The Solaris process model, Part 3Jim reveals the inner workings of the process, kernel thread, and lightweight process relationship, and begins a discussion of process scheduling classes, dispatch tables, and the kernel dispatcher |
The multilayer thread model implemented in Solaris is a drastic departure from the traditional Unix process model. It's useful to have a solid understanding of the rationale behind this design, and how the key structures are related. Additionally, Solaris offers a redesign of the original Unix SVR4 scheduling model. Process/thread scheduling in Solaris involves the management of potentially thousands (or even tens of thousands) of executable threads in different scheduling classes. In this column, we'll further examine the process, kernel thread, and lightweight process (LWP) model, and venture forth into scheduling classes, priorities, and dispatch tables. (3,800 words)
Mail this article to a friend |
n last month's column, we introduced several data structures that make up the Solaris process model: the process (proc) structure, which has the user area (uarea) embedded in it in Solaris 2.X; the lightweight process (LWP); and the kernel thread (kthread). A nonthreaded process running on a Solaris system will have exactly one LWP and one kthread associated with it, even though the code doesn't make an explicit thread_create(3T) or pthread_create(3T) call. The kernel will create and link the structures when the process is created. Additional LWPs and kthreads will be created by the operating system for multithreaded processes, either by explicit request in the thread_create(3T)/pthread_create(3T) call, or through the use of the thr_setconcurrency(3T) call. Additionally, user threads can be bound to an LWP for their entire existence, using the appropriate flag in the create library calls. Once a user thread is bound to an LWP, that LWP will not be available for use by any other user threads.
The intention of the multilayer threads model is to decouple the scheduling and management of user threads from the kernel. User-level threads have their own priority scheme and are scheduled with a scheduling thread that is created by the library when a multithreaded program is compiled and executed. This way, multithreaded applications can have literally thousands of threads and not impose any significant load on the kernel. In fact, user threads aren't visible to the kernel; they're made visible when they're bound to an LWP, which has some state in the operating system. The user-level threads are made executable by the thread's scheduler mapping them onto an LWP, which is associated with a kernel thread for execution on a processor.
In Solaris, every LWP has a kernel thread, but not every kernel thread has an LWP. The lwp_create() code in the kernel will also invoke the kernel thread_create() routine (which creates kernel threads, not user threads), and set the pointers such that the newly created LWP and kernel thread are pointing to each other.
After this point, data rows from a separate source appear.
//! Emit one workspace bucket as a Netscape bookmark document.

use crate::aggregate::WorkspaceBucket;
use crate::models::LinkEntry;

/// Replace every `"` with `&quot;` so titles and URLs survive being placed
/// inside a quoted HREF attribute. Deliberately the only escaping performed;
/// `<`, `>` and `&` pass through verbatim, matching the original exporter.
fn escape_quotes(text: &str) -> String {
    text.replace('"', "&quot;")
}

/// One `<H3>` section with its inner link list. Empty sections still emit
/// the header and an empty `<DL>` block.
fn push_section(out: &mut String, heading: &str, entries: &[LinkEntry]) {
    out.push_str("  <DT><H3>");
    out.push_str(heading);
    out.push_str("</H3>\n");
    out.push_str("  <DL><p>\n");
    for entry in entries {
        out.push_str("    <DT><A HREF=\"");
        out.push_str(&escape_quotes(&entry.url));
        out.push_str("\">");
        out.push_str(&escape_quotes(&entry.title));
        out.push_str("</A>\n");
    }
    out.push_str("  </DL><p>\n");
}

/// Render a workspace's bucket as a complete bookmark document.
///
/// Section order is fixed: Essentials, Pinned Tabs, then every folder in
/// first-seen order. The two leading sections are omitted when empty;
/// folders are always emitted, even with zero entries. Byte-deterministic
/// for identical input.
pub fn render_workspace(workspace_id: &str, bucket: &WorkspaceBucket) -> String {
    let mut out = String::new();
    out.push_str("<!DOCTYPE NETSCAPE-Bookmark-file-1>\n");
    out.push_str("<META HTTP-EQUIV=\"Content-Type\" CONTENT=\"text/html; charset=UTF-8\">\n");
    out.push_str(&format!(
        "<TITLE>Zen Browser Bookmarks – Workspace {}</TITLE>\n",
        workspace_id
    ));
    out.push_str(&format!(
        "<H1>Zen Browser Bookmarks – Workspace {}</H1>\n",
        workspace_id
    ));
    out.push_str("<DL><p>\n");

    if !bucket.essentials.is_empty() {
        push_section(&mut out, "Essentials", &bucket.essentials);
    }
    if !bucket.pinned_loose.is_empty() {
        push_section(&mut out, "Pinned Tabs", &bucket.pinned_loose);
    }
    for (name, entries) in bucket.folders() {
        push_section(&mut out, name, entries);
    }

    out.push_str("</DL><p>\n");
    out
}
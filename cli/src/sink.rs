use std::fs;
use std::path::PathBuf;
use zenmarks::error::Result;
use zenmarks::export::{BookmarkSink, ExportFile};

/// Sink writing each exported bookmark file into a target directory.
pub struct DirSink {
    dir: PathBuf,
}

impl DirSink {
    /// Create the sink, making the directory (and parents) if needed.
    pub fn new(dir: PathBuf) -> Result<Self> {
        fs::create_dir_all(&dir)?;
        Ok(Self { dir })
    }
}

impl BookmarkSink for DirSink {
    fn save(&mut self, file: &ExportFile) -> Result<()> {
        fs::write(self.dir.join(&file.filename), &file.content)?;
        Ok(())
    }
}
mod cli;
mod sink;

use clap::Parser;
use std::io::Read;
use zenmarks::error::Result;
use zenmarks::export;
use zenmarks::snapshot::Snapshot;

fn read_snapshot_text(args: &cli::Cli) -> Result<String> {
    match &args.snapshot {
        Some(path) if path.as_os_str() != "-" => Ok(std::fs::read_to_string(path)?),
        _ => {
            let mut buf = String::new();
            std::io::stdin().read_to_string(&mut buf)?;
            Ok(buf)
        }
    }
}

fn main() -> Result<()> {
    let args = cli::Cli::parse();

    // Initialize logger
    env_logger::init();

    let snapshot = Snapshot::from_json(&read_snapshot_text(&args)?)?;
    let date = args
        .date
        .unwrap_or_else(|| chrono::Local::now().date_naive());

    if args.dry_run {
        for file in export::plan_snapshot(&snapshot, date) {
            println!("{}", file.filename);
        }
        return Ok(());
    }

    let mut sink = sink::DirSink::new(args.output_dir.clone())?;
    let count = export::export_snapshot(&snapshot, date, &mut sink)?;
    eprintln!(
        "✓ Exported {} workspace(s) to {}",
        count,
        args.output_dir.display()
    );

    Ok(())
}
This establishes a one-to-one relationship that will be maintained throughout the life of the LWP. As we said, not every kernel thread is associated with an LWP. Solaris is a multithreaded operating system, and as such creates kernel threads to perform operating system-related tasks.
Generally, multithreaded applications will have many more user threads than LWPs. An interface, thr_setconcurrency(3T), can be used to allow the application to advise the kernel as to how many concurrent threads can be run, such that the operating system will maintain a sufficient number of LWPs for thread execution. Extended coverage of what goes on in user thread land with respect to user thread priorities, scheduling of user threads, and LWP management will be covered in the next month or two. Our discussion this month will focus on the layers below user threads: the LWP and kthreads.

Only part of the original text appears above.